**Task objective:** Search the records that follow and extract every line containing the string "number".

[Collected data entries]
..............................
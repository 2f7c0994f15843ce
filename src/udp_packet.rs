//! Datagram and acknowledgement wire formats.
//!
//! Every test datagram starts with a 4-byte sequence number followed by filler
//! up to a fixed datagram size. Sequence 0 is reserved as the end-of-stream
//! sentinel; real data starts at 1.
//!
//! # Datagram Format
//!
//! ```text
//! ┌──────────────┬──────────────────────────────┐
//! │  Sequence    │   Filler ('X')               │
//! │  (4 bytes)   │   (datagram_size - 4 bytes)  │
//! └──────────────┴──────────────────────────────┘
//! ```
//!
//! # Acknowledgement Format (ack mode)
//!
//! ```text
//! ┌──────────────┬──────────────────────────────┐
//! │  Sequence    │  Server receive timestamp    │
//! │  (4 bytes)   │  (8 bytes, IEEE-754 f64)     │
//! └──────────────┴──────────────────────────────┘
//! ```
//!
//! All fields are big-endian. The timestamp is seconds since the UNIX epoch on
//! the server's wall clock; the client does not use it for round-trip timing.
//!
//! # Examples
//!
//! ```
//! use netmeter::udp_packet::{create_datagram, parse_sequence};
//!
//! let datagram = create_datagram(42, 1472);
//! assert_eq!(datagram.len(), 1472);
//! assert_eq!(parse_sequence(&datagram), Some(42));
//! ```

use std::time::{SystemTime, UNIX_EPOCH};

/// Size of the sequence header in bytes
pub const DATAGRAM_HEADER_SIZE: usize = 4;

/// Default datagram size (fits a 1500-byte Ethernet MTU after IPv4/UDP headers)
pub const DEFAULT_DATAGRAM_SIZE: usize = 1472;

/// Largest UDP payload over IPv4 (65535 - 8 byte UDP header - 20 byte IP header)
pub const MAX_DATAGRAM_SIZE: usize = 65507;

/// Size of an acknowledgement datagram in bytes
pub const ACK_SIZE: usize = 12;

/// End-of-stream marker
pub const SENTINEL_SEQUENCE: u32 = 0;

/// First sequence number assigned to a data datagram
pub const FIRST_SEQUENCE: u32 = 1;

const FILLER: u8 = b'X';

/// Creates a datagram carrying `sequence`, padded with filler to `size` bytes.
///
/// Sizes below the header size are rounded up so the sequence always fits.
pub fn create_datagram(sequence: u32, size: usize) -> Vec<u8> {
    let mut datagram = vec![FILLER; size.max(DATAGRAM_HEADER_SIZE)];
    set_sequence(&mut datagram, sequence);
    datagram
}

/// Overwrites the sequence header of an existing datagram buffer.
///
/// # Panics
///
/// Panics if `datagram` is shorter than [`DATAGRAM_HEADER_SIZE`].
pub fn set_sequence(datagram: &mut [u8], sequence: u32) {
    datagram[..DATAGRAM_HEADER_SIZE].copy_from_slice(&sequence.to_be_bytes());
}

/// Reads the sequence header. Returns `None` for datagrams too short to carry one.
pub fn parse_sequence(datagram: &[u8]) -> Option<u32> {
    let header = datagram.get(..DATAGRAM_HEADER_SIZE)?;
    Some(u32::from_be_bytes(header.try_into().ok()?))
}

/// Acknowledgement sent by the server for each datagram in ack mode
#[derive(Debug, Clone, Copy, PartialEq)]
pub struct Ack {
    pub sequence: u32,
    /// Server receive time, seconds since the UNIX epoch
    pub server_timestamp: f64,
}

impl Ack {
    pub fn new(sequence: u32, server_timestamp: f64) -> Self {
        Self {
            sequence,
            server_timestamp,
        }
    }

    /// Serializes the ack (big-endian)
    pub fn to_bytes(&self) -> [u8; ACK_SIZE] {
        let mut bytes = [0u8; ACK_SIZE];
        bytes[0..4].copy_from_slice(&self.sequence.to_be_bytes());
        bytes[4..12].copy_from_slice(&self.server_timestamp.to_be_bytes());
        bytes
    }

    /// Deserializes an ack. Returns `None` if fewer than [`ACK_SIZE`] bytes are given.
    pub fn from_bytes(bytes: &[u8]) -> Option<Self> {
        if bytes.len() < ACK_SIZE {
            return None;
        }

        let sequence = u32::from_be_bytes(bytes[0..4].try_into().ok()?);
        let server_timestamp = f64::from_be_bytes(bytes[4..12].try_into().ok()?);

        Some(Self {
            sequence,
            server_timestamp,
        })
    }
}

/// Current wall-clock time in seconds since the UNIX epoch.
///
/// A clock set before 1970 yields 0.0 rather than failing.
pub fn wall_clock_secs() -> f64 {
    SystemTime::now()
        .duration_since(UNIX_EPOCH)
        .map(|d| d.as_secs_f64())
        .unwrap_or(0.0)
}

#[cfg(test)]
mod tests {
    use super::*;

    #[test]
    fn test_datagram_layout() {
        let datagram = create_datagram(0x01020304, 16);
        assert_eq!(datagram.len(), 16);
        assert_eq!(&datagram[..4], &[1, 2, 3, 4]);
        assert!(datagram[4..].iter().all(|&b| b == b'X'));
    }

    #[test]
    fn test_tiny_size_still_holds_header() {
        let datagram = create_datagram(7, 1);
        assert_eq!(datagram.len(), DATAGRAM_HEADER_SIZE);
        assert_eq!(parse_sequence(&datagram), Some(7));
    }

    #[test]
    fn test_set_sequence_reuses_buffer() {
        let mut datagram = create_datagram(1, DEFAULT_DATAGRAM_SIZE);
        set_sequence(&mut datagram, SENTINEL_SEQUENCE);
        assert_eq!(parse_sequence(&datagram), Some(SENTINEL_SEQUENCE));
        assert_eq!(datagram.len(), DEFAULT_DATAGRAM_SIZE);
    }

    #[test]
    fn test_short_datagram() {
        assert_eq!(parse_sequence(&[0u8; 2]), None);
        assert_eq!(parse_sequence(&[]), None);
    }

    #[test]
    fn test_ack_serialization() {
        let ack = Ack::new(42, 1_700_000_000.25);
        let bytes = ack.to_bytes();
        assert_eq!(&bytes[..4], &42u32.to_be_bytes());
        assert_eq!(Ack::from_bytes(&bytes), Some(ack));
    }

    #[test]
    fn test_short_ack() {
        assert!(Ack::from_bytes(&[0u8; ACK_SIZE - 1]).is_none());
    }

    #[test]
    fn test_wall_clock_is_after_epoch() {
        assert!(wall_clock_secs() > 0.0);
    }
}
..............................
**Task response:**
//! Every test datagram starts with a 4-byte sequence number followed by filler
/// First sequence number assigned to a data datagram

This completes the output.